↓↓↓

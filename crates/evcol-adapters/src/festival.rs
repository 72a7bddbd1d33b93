//! Festival portal: paged HTML listing plus per-festival detail pages.

use std::sync::Arc;

use async_trait::async_trait;
use evcol_core::{Category, EventCandidate, Region, RegionClassifier};
use evcol_storage::{FetchRequest, PageFetcher};
use scraper::Html;
use tracing::debug;

use crate::dates::{apply_date_range, parse_date_range};
use crate::{
    absolute_url, assign_region, element_text, first_attr, first_text, listing_url_for_page,
    required_listing_url, selector, AdapterContext, AdapterError, DetailFields, ListingPage,
    ParsedListing, SourceAdapter, SourceConfig, SourceKind,
};

const ITEM: &str = "ul.festival-list > li.item";
const TITLE: &str = ".title";
const LINK: &str = "a.item-link";
const IMAGE: &str = "img";
const DATE: &str = ".date";
const PLACE: &str = ".place";

const INFO_ROW: &str = "table tr";
const INFO_LABEL: &str = "th";
const INFO_LINK: &str = "td a[href]";
const HOMEPAGE_LABELS: [&str; 2] = ["홈페이지", "homepage"];
/// Detail content areas, most specific first.
const CONTENT_AREAS: [&str; 3] = [".festival-intro", ".detail-content", "#contents .txt"];

#[derive(Debug, Clone)]
pub struct FestivalPortalAdapter {
    source_id: String,
    category: Category,
    listing_url: String,
    referer: Option<String>,
    enrich_details: bool,
    classifier: Arc<RegionClassifier>,
}

impl FestivalPortalAdapter {
    pub fn from_config(
        config: &SourceConfig,
        classifier: Arc<RegionClassifier>,
    ) -> Result<Self, AdapterError> {
        Ok(Self {
            source_id: config.source_id.clone(),
            category: config.category,
            listing_url: required_listing_url(config)?,
            referer: config.referer.clone(),
            enrich_details: config.enrich_details,
            classifier,
        })
    }

    pub fn listing_request(&self, page: u32) -> FetchRequest {
        FetchRequest::get(listing_url_for_page(&self.listing_url, page))
            .with_referer(self.referer.clone())
    }

    pub fn parse_listing(
        &self,
        html: &str,
        base_url: &str,
        ctx: &AdapterContext,
    ) -> Result<ParsedListing, AdapterError> {
        let document = Html::parse_document(html);
        let item_sel = selector(ITEM)?;
        let title_sel = selector(TITLE)?;
        let link_sel = selector(LINK)?;
        let image_sel = selector(IMAGE)?;
        let date_sel = selector(DATE)?;
        let place_sel = selector(PLACE)?;

        let mut parsed = ParsedListing::default();
        for item in document.select(&item_sel) {
            parsed.listings_seen += 1;

            let Some(title) = first_text(&item, &title_sel) else {
                debug!(source_id = %self.source_id, "listing without title skipped");
                continue;
            };
            let Some(source_url) = absolute_url(base_url, first_attr(&item, &link_sel, "href"))
            else {
                debug!(source_id = %self.source_id, %title, "listing without link skipped");
                continue;
            };

            let raw_date = first_text(&item, &date_sel).unwrap_or_default();
            let mut candidate =
                EventCandidate::new(&self.source_id, self.category, title, source_url, ctx.today);
            apply_date_range(&mut candidate, &raw_date, parse_date_range(&raw_date, ctx.today));
            candidate.location = first_text(&item, &place_sel).unwrap_or_default();
            candidate.image_url = absolute_url(
                base_url,
                first_attr(&item, &image_sel, "data-src")
                    .or_else(|| first_attr(&item, &image_sel, "src")),
            );

            let area = item
                .value()
                .attr("data-area")
                .and_then(|code| code.parse::<Region>().ok());
            assign_region(&mut candidate, area, &self.classifier);
            parsed.candidates.push(candidate);
        }
        Ok(parsed)
    }
}

#[async_trait]
impl SourceAdapter for FestivalPortalAdapter {
    fn source_id(&self) -> &str {
        &self.source_id
    }

    fn kind(&self) -> SourceKind {
        SourceKind::FestivalHtml
    }

    fn category(&self) -> Category {
        self.category
    }

    async fn fetch_page(
        &self,
        fetcher: &dyn PageFetcher,
        ctx: &AdapterContext,
        page: u32,
    ) -> Result<ListingPage, AdapterError> {
        let request = self.listing_request(page);
        let response = fetcher.fetch(&self.source_id, &request).await?;
        let parsed = self.parse_listing(&response.text(), &response.final_url, ctx)?;
        Ok(ListingPage::from_response(page, parsed, response))
    }

    fn supports_detail(&self) -> bool {
        self.enrich_details
    }

    fn detail_request(&self, source_url: &str) -> FetchRequest {
        FetchRequest::get(source_url).with_referer(self.referer.clone())
    }

    fn parse_detail(
        &self,
        body: &str,
        min_description_len: usize,
    ) -> Result<DetailFields, AdapterError> {
        let document = Html::parse_document(body);
        let row_sel = selector(INFO_ROW)?;
        let label_sel = selector(INFO_LABEL)?;
        let link_sel = selector(INFO_LINK)?;

        let website_url = document
            .select(&row_sel)
            .filter(|row| {
                first_text(row, &label_sel).is_some_and(|label| {
                    let label = label.to_lowercase();
                    HOMEPAGE_LABELS.iter().any(|l| label.contains(l))
                })
            })
            .filter_map(|row| first_attr(&row, &link_sel, "href"))
            .find(|href| href.starts_with("http://") || href.starts_with("https://"));

        let mut description = None;
        for css in CONTENT_AREAS {
            let sel = selector(css)?;
            if let Some(text) = document
                .select(&sel)
                .map(element_text)
                .find(|text| text.chars().count() > min_description_len)
            {
                description = Some(text);
                break;
            }
        }

        Ok(DetailFields {
            website_url,
            description,
        })
    }
}

#[cfg(test)]
mod tests {
    use super::*;
    use crate::test_support::{config, ctx, fixture};
    use chrono::NaiveDate;
    use evcol_core::CandidateWarning;

    const BASE: &str = "https://festival-portal.example.kr/list?page=1";

    fn adapter() -> FestivalPortalAdapter {
        let mut config = config("festival-portal", SourceKind::FestivalHtml, Category::Festival);
        config.enrich_details = true;
        FestivalPortalAdapter::from_config(&config, Arc::new(RegionClassifier::default())).unwrap()
    }

    #[test]
    fn parses_listing_fixture() {
        let parsed = adapter()
            .parse_listing(&fixture("festival-portal", "page1.html"), BASE, &ctx())
            .unwrap();
        assert_eq!(parsed.listings_seen, 4);
        assert_eq!(parsed.candidates.len(), 3, "untitled listing is skipped");

        let lantern = &parsed.candidates[0];
        assert_eq!(lantern.title, "서울빛초롱축제");
        assert_eq!(
            lantern.source_url,
            "https://festival-portal.example.kr/festival/detail?id=101"
        );
        assert_eq!(
            lantern.image_url.as_deref(),
            Some("https://festival-portal.example.kr/upload/101.jpg")
        );
        assert_eq!(lantern.start_date, NaiveDate::from_ymd_opt(2025, 11, 14).unwrap());
        assert_eq!(lantern.end_date, NaiveDate::from_ymd_opt(2025, 11, 30));
        assert_eq!(lantern.region, Some(Region::Seoul));
        assert!(lantern.warnings.is_empty());

        let fireworks = &parsed.candidates[1];
        assert_eq!(fireworks.region, Some(Region::Busan), "data-area wins");

        let undated = &parsed.candidates[2];
        assert_eq!(undated.start_date, ctx().today);
        assert!(matches!(
            undated.warnings.as_slice(),
            [CandidateWarning::DateDefaulted { .. }]
        ));
    }

    #[test]
    fn empty_listing_reports_zero_listings() {
        let parsed = adapter()
            .parse_listing(&fixture("festival-portal", "empty.html"), BASE, &ctx())
            .unwrap();
        assert_eq!(parsed.listings_seen, 0);
        assert!(parsed.candidates.is_empty());
    }

    #[test]
    fn listing_request_fills_page_and_referer() {
        let request = adapter().listing_request(3);
        assert_eq!(request.url, "https://festival-portal.example.kr/list?page=3");
        assert_eq!(
            request.referer.as_deref(),
            Some("https://festival-portal.example.kr/")
        );
    }

    #[test]
    fn detail_page_yields_homepage_and_long_description() {
        let detail = adapter()
            .parse_detail(&fixture("festival-portal", "detail.html"), 50)
            .unwrap();
        assert_eq!(detail.website_url.as_deref(), Some("https://www.seoullantern.example.kr"));
        let description = detail.description.unwrap();
        assert!(description.starts_with("서울빛초롱축제는"));
        assert!(description.chars().count() > 50);
    }

    #[test]
    fn detail_page_skips_short_blocks_and_relative_links() {
        let html = r#"<html><body>
            <table><tr><th>홈페이지</th><td><a href="/home">home</a></td></tr></table>
            <div class="festival-intro">짧은 소개</div>
            <div class="detail-content">두 번째 영역에는 충분히 긴 설명이 들어 있어서 최소 길이 기준을 넘깁니다. 축제 일정과 프로그램 안내가 포함됩니다.</div>
        </body></html>"#;
        let detail = adapter().parse_detail(html, 50).unwrap();
        assert_eq!(detail.website_url, None);
        assert!(detail.description.unwrap().starts_with("두 번째 영역"));
    }
}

↑↑↑

Reproduce, word for word and in full, only the lines above that start at the line with "pub fn listing_request(&self, page: u32)" and run through the line with "let link_sel = selector(LINK)?;", both ends included.

    pub fn listing_request(&self, page: u32) -> FetchRequest {
        FetchRequest::get(listing_url_for_page(&self.listing_url, page))
            .with_referer(self.referer.clone())
    }

    pub fn parse_listing(
        &self,
        html: &str,
        base_url: &str,
        ctx: &AdapterContext,
    ) -> Result<ParsedListing, AdapterError> {
        let document = Html::parse_document(html);
        let item_sel = selector(ITEM)?;
        let title_sel = selector(TITLE)?;
        let link_sel = selector(LINK)?;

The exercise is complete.